At Tampere University of Applied Sciences, the spring season always brings a lot of joy among the Fine Art Study Path, one of the three paths in the Media and Arts Programme. At the same time, it also means there is a lot of intense work for the 4th year Fine Art students who are preparing their final degree show. Every year the show takes place in Himmelblau Gallery, one of the greatly appreciated art galleries in Tampere.
However, as we all know, this year was substantially different and came with a lot of challenges. Education in TAMK shifted also. In a matter of weeks, teachers came with new tools on how to continue learning from home. The not-so-new-anymore restrictions affected tremendously the art scene as well. Exhibitions didn’t have any chance at some point and something needed to be changed.
The 4th year students were working on their final degree show and Bachelor thesis, already from the beginning of 2020. However, in March, the much-awaited exhibition named “Atomic Jungle” at Himmelbau Gallery got cancelled and the gallery closed its doors indefinitely.

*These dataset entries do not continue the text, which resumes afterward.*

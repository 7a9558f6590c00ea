use winnow::ascii::{dec_int, digit1, till_line_ending};
use winnow::combinator::{
    alt, cut_err, delimited, not, opt, preceded, repeat, separated, terminated,
};
use winnow::error::{ContextError, ErrMode, ModalResult, StrContext, StrContextValue};
use winnow::prelude::*;
use winnow::token::{any, one_of, take_while};

use crate::types::{BusinessRule, CompareOp, Condition, Expr, FieldType, RuleAction, RuleTarget, Value};

use super::parser::ParsedRuleSet;

// -- Whitespace & comments --------------------------------------------------

fn ws(input: &mut &str) -> ModalResult<()> {
    let _: () = repeat(
        0..,
        alt((
            take_while(1.., |c: char| c.is_ascii_whitespace()).void(),
            ('#', till_line_ending).void(),
        )),
    )
    .parse_next(input)?;
    Ok(())
}

fn expected(what: &'static str) -> StrContext {
    StrContext::Expected(StrContextValue::Description(what))
}

// -- Identifiers ------------------------------------------------------------

fn is_ident_char(c: char) -> bool {
    c.is_ascii_alphanumeric() || c == '_' || c == '.'
}

/// A literal word that is not the prefix of a longer identifier.
fn keyword<'i>(
    word: &'static str,
) -> impl Parser<&'i str, &'i str, ErrMode<ContextError>> {
    terminated(word, not(one_of(is_ident_char)))
}

/// Dotted path such as `form.address.country`.
fn path<'i>(input: &mut &'i str) -> ModalResult<&'i str> {
    (
        take_while(1.., |c: char| c.is_ascii_alphabetic() || c == '_'),
        take_while(0.., is_ident_char),
    )
        .take()
        .parse_next(input)
}

/// Rule and schema identifiers additionally allow `-`.
fn identifier<'i>(input: &mut &'i str) -> ModalResult<&'i str> {
    (
        take_while(1.., |c: char| c.is_ascii_alphanumeric() || c == '_'),
        take_while(0.., |c: char| is_ident_char(c) || c == '-'),
    )
        .take()
        .parse_next(input)
}

// -- Values -----------------------------------------------------------------

fn string_literal(input: &mut &str) -> ModalResult<String> {
    '"'.parse_next(input)?;
    let mut s = String::new();
    loop {
        let ch = any.parse_next(input)?;
        match ch {
            '"' => return Ok(s),
            '\\' => {
                let esc = any.parse_next(input)?;
                match esc {
                    '"' => s.push('"'),
                    '\\' => s.push('\\'),
                    'n' => s.push('\n'),
                    't' => s.push('\t'),
                    other => {
                        s.push('\\');
                        s.push(other);
                    }
                }
            }
            c => s.push(c),
        }
    }
}

fn number(input: &mut &str) -> ModalResult<Value> {
    let text = (
        opt('-'),
        digit1,
        opt(('.', digit1)),
        opt((one_of(['e', 'E']), opt(one_of(['+', '-'])), digit1)),
    )
        .take()
        .parse_next(input)?;
    if text.contains(['.', 'e', 'E']) {
        let f: f64 = text
            .parse()
            .map_err(|_| ErrMode::from_input(input).cut())?;
        Ok(Value::Float(f))
    } else {
        let i: i64 = text
            .parse()
            .map_err(|_| ErrMode::from_input(input).cut())?;
        Ok(Value::Int(i))
    }
}

fn list_literal(input: &mut &str) -> ModalResult<Vec<Value>> {
    delimited(
        ('[', ws),
        separated(0.., value, (ws, ',')),
        (ws, cut_err(']')),
    )
    .parse_next(input)
}

fn value(input: &mut &str) -> ModalResult<Value> {
    ws.parse_next(input)?;
    alt((
        string_literal.map(Value::String),
        keyword("true").value(Value::Bool(true)),
        keyword("false").value(Value::Bool(false)),
        keyword("null").value(Value::Null),
        number,
        list_literal.map(Value::List),
    ))
    .context(expected("value"))
    .parse_next(input)
}

// -- Comparison operators ---------------------------------------------------

fn compare_op(input: &mut &str) -> ModalResult<CompareOp> {
    ws.parse_next(input)?;
    alt((
        ">=".value(CompareOp::Gte),
        ">".value(CompareOp::Gt),
        "<=".value(CompareOp::Lte),
        "<".value(CompareOp::Lt),
        "==".value(CompareOp::Eq),
        "!=".value(CompareOp::Neq),
    ))
    .parse_next(input)
}

// -- Expressions (precedence: OR < AND < NOT < primary) ---------------------

fn call_argument<'i, O>(
    name: &'static str,
    arg: impl Parser<&'i str, O, ErrMode<ContextError>>,
) -> impl Parser<&'i str, O, ErrMode<ContextError>> {
    preceded(
        (name, ws, '('),
        cut_err(delimited(ws, arg, (ws, ')'))),
    )
}

fn primary(input: &mut &str) -> ModalResult<Expr> {
    ws.parse_next(input)?;
    alt((
        delimited('(', expr, (ws, cut_err(')'))),
        keyword("true").value(Expr::Literal(true)),
        keyword("false").value(Expr::Literal(false)),
        call_argument("has_permission", string_literal).map(Expr::HasPermission),
        call_argument("has_role", string_literal).map(Expr::HasRole),
        call_argument("exists", path).map(|p: &str| Expr::Exists(p.to_owned())),
        path_predicate,
    ))
    .context(expected("expression"))
    .parse_next(input)
}

fn path_predicate(input: &mut &str) -> ModalResult<Expr> {
    let name = path.parse_next(input)?;
    let checkpoint = input.checkpoint();
    if let Ok(op) = compare_op.parse_next(input) {
        let val = cut_err(value).parse_next(input)?;
        return Ok(Expr::Compare {
            path: name.to_owned(),
            op,
            value: val,
        });
    }
    input.reset(&checkpoint);
    ws.parse_next(input)?;
    if opt(keyword("in")).parse_next(input)?.is_some() {
        ws.parse_next(input)?;
        let values = cut_err(list_literal)
            .context(expected("value list"))
            .parse_next(input)?;
        return Ok(Expr::In {
            path: name.to_owned(),
            values,
        });
    }
    input.reset(&checkpoint);
    Ok(Expr::Compare {
        path: name.to_owned(),
        op: CompareOp::Eq,
        value: Value::Bool(true),
    })
}

fn unary(input: &mut &str) -> ModalResult<Expr> {
    ws.parse_next(input)?;
    if opt(alt((keyword("NOT"), keyword("not"))))
        .parse_next(input)?
        .is_some()
    {
        let inner = cut_err(unary).parse_next(input)?;
        Ok(Expr::Not(Box::new(inner)))
    } else {
        primary(input)
    }
}

fn and_expr(input: &mut &str) -> ModalResult<Expr> {
    let first = unary(input)?;
    let rest: Vec<Expr> = repeat(
        0..,
        preceded((ws, alt((keyword("AND"), keyword("and")))), cut_err(unary)),
    )
    .parse_next(input)?;
    Ok(rest
        .into_iter()
        .fold(first, |acc, r| Expr::And(Box::new(acc), Box::new(r))))
}

fn or_expr(input: &mut &str) -> ModalResult<Expr> {
    let first = and_expr(input)?;
    let rest: Vec<Expr> = repeat(
        0..,
        preceded((ws, alt((keyword("OR"), keyword("or")))), cut_err(and_expr)),
    )
    .parse_next(input)?;
    Ok(rest
        .into_iter()
        .fold(first, |acc, r| Expr::Or(Box::new(acc), Box::new(r))))
}

fn expr(input: &mut &str) -> ModalResult<Expr> {
    ws.parse_next(input)?;
    or_expr(input)
}

/// A complete condition with nothing but whitespace or comments after it.
pub fn parse_condition(input: &mut &str) -> ModalResult<Expr> {
    terminated(expr, ws).parse_next(input)
}

// -- Rule definitions -------------------------------------------------------

fn priority_annotation(input: &mut &str) -> ModalResult<i32> {
    delimited(
        (ws, '(', ws, keyword("priority"), ws),
        cut_err(dec_int::<_, i32, _>),
        (ws, cut_err(')')),
    )
    .parse_next(input)
}

fn schema_scope<'i>(input: &mut &'i str) -> ModalResult<&'i str> {
    preceded(
        (ws, keyword("schema"), ws),
        cut_err(identifier).context(expected("schema id")),
    )
    .parse_next(input)
}

fn field_type(input: &mut &str) -> ModalResult<FieldType> {
    take_while(1.., |c: char| c.is_ascii_alphabetic() || c == '_')
        .verify_map(FieldType::from_name)
        .context(expected("field type"))
        .parse_next(input)
}

fn target(input: &mut &str) -> ModalResult<RuleTarget> {
    alt((
        '*'.value(RuleTarget::All),
        preceded("type:", cut_err(field_type)).map(RuleTarget::FieldType),
        separated(1.., path.map(str::to_owned), (ws, ',', ws)).map(RuleTarget::Fields),
    ))
    .context(expected("rule target"))
    .parse_next(input)
}

fn action(input: &mut &str) -> ModalResult<RuleAction> {
    take_while(1.., |c: char| c.is_ascii_alphabetic())
        .verify_map(RuleAction::from_keyword)
        .context(expected("rule action"))
        .parse_next(input)
}

fn rule_def(input: &mut &str) -> ModalResult<BusinessRule> {
    ws.parse_next(input)?;
    keyword("rule").parse_next(input)?;
    ws.parse_next(input)?;

    let id = cut_err(identifier)
        .context(expected("rule id"))
        .parse_next(input)?;

    let priority = opt(priority_annotation).parse_next(input)?;
    let schema = opt(schema_scope).parse_next(input)?;

    ws.parse_next(input)?;
    cut_err(keyword("on")).context(expected("on")).parse_next(input)?;
    ws.parse_next(input)?;
    let target = cut_err(target).parse_next(input)?;
    ws.parse_next(input)?;
    cut_err(':').parse_next(input)?;

    let condition = cut_err(expr)
        .context(expected("rule condition"))
        .parse_next(input)?;

    ws.parse_next(input)?;
    cut_err("=>").context(expected("=>")).parse_next(input)?;
    ws.parse_next(input)?;
    let action = cut_err(action).parse_next(input)?;
    let message = opt(preceded(ws, string_literal)).parse_next(input)?;

    Ok(BusinessRule {
        id: id.to_owned(),
        schema: schema.map(str::to_owned),
        target,
        condition: Some(Condition::Expr(condition)),
        priority: priority.unwrap_or(0),
        action: Some(action),
        message,
    })
}

// -- Top-level parser -------------------------------------------------------

pub fn parse_ruleset(input: &mut &str) -> ModalResult<ParsedRuleSet> {
    let rules: Vec<BusinessRule> = repeat(0.., rule_def).parse_next(input)?;
    ws.parse_next(input)?;
    Ok(ParsedRuleSet { rules })
}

Fanni Niemi-Jukola, Senior Lecturer of Fine Art PROGRAMME, Sari Tervaniemi, lecturer and moving image teacher and Tiiu Baldwin, lecturer and painting teacher highly encouraged their students to create a virtual gallery show, with an online opening and a permanent digital presence. Time passed and now TAMK Fine Art teachers were able to arrange a physical exhibition with the students who are still living in Tampere or Finland. Other good news would be that the gallery has extended this summer and the degree show is taking place in its new 3rd floor of Himmelblau.
Atomic Jungle brings together this year’s graduating fine art students: Anna Bern, Barbara Jazbec, Inka Jerkku, Janina Joutsen, Sini Keskitalo, Dor Koren, Annika Korhonen, Tiago Mazza, Maria Mikhaylova, Trevor Ngeny
and Hilma Nurmi.
Check the exhibition and get inspired by freshly-created installations, videos, mixed media and photography works by our talented TAMK Fine Art alumni students! Welcome!

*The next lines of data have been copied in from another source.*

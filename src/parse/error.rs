use thiserror::Error;

/// Syntax error in a condition or rule file.
#[derive(Debug, Clone, PartialEq, Eq, Error)]
#[error("parse error: {message}")]
pub struct ParseError {
    message: String,
}

impl ParseError {
    pub(crate) fn new(message: impl Into<String>) -> Self {
        Self {
            message: message.into(),
        }
    }

    /// The rendered winnow error, including the offending input position.
    #[must_use]
    pub fn message(&self) -> &str {
        &self.message
    }
}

The online gallery can be accessed from here.
The physical exhibition can be found at Himmelblau Gallery, floor 3B, Tampere.
The Concept of Atomic Jungle
There is a certain element of absurdity in the world we live in, one of the weirding saturated hues and deep shadows. At times we look at the unfolding of events, the twisting of truths and the impossibility of nonsense around us, and the only logical conclusion we can reach is that either we or the world have gone bananas. Possibly both.
Atomic Jungle, by definition, is a jungle of atoms. A dense mass of tiny stuff that works together to form life and sustain itself. Something exotic and theoretically wild and exportable, but also inexplicably moist and mosquito-ridden. Something we can vaguely perceive as a whole, but the moving parts of which elude our naked eyes.
We are all, as living beings, atomic jungles living in an atomic jungle. We are all messy things existing in a messy thing that feels like it gets messier over time.
And so it happened that in the spring of 2020 – a utopian time of health and people coming together – that a small group of atomic jungles decided to exhibit their art together. The world looked upon their endeavour and began giggling sarcastically, looking away towards a stack of toilet paper and hand sanitizers. But they went along with it anyway – undaunted at the face of a world that seemingly left its logic in the pocket of a different pair of pants.
Here, before you, are the atomic jungles that they have created – each a prism refracting the ludicrous l ight of the world in its own mad way, attempting to form some semblance of sense. Some refract the world itself, discussing climate change, mental illness and more. Some refract ideas, such as virtuality, comfort and privacy. Some refract themselves and others, delving into urban life and the boundaries of the emotional self. Utilizing paintings, sculptors, photos, videos, text, physical spaces and more, a biodiverse selection of jungles is unveiled.
“We embrace the absurd – just without touching anything.” – Dor Koren, freshly graduated TAMK Fine Art student.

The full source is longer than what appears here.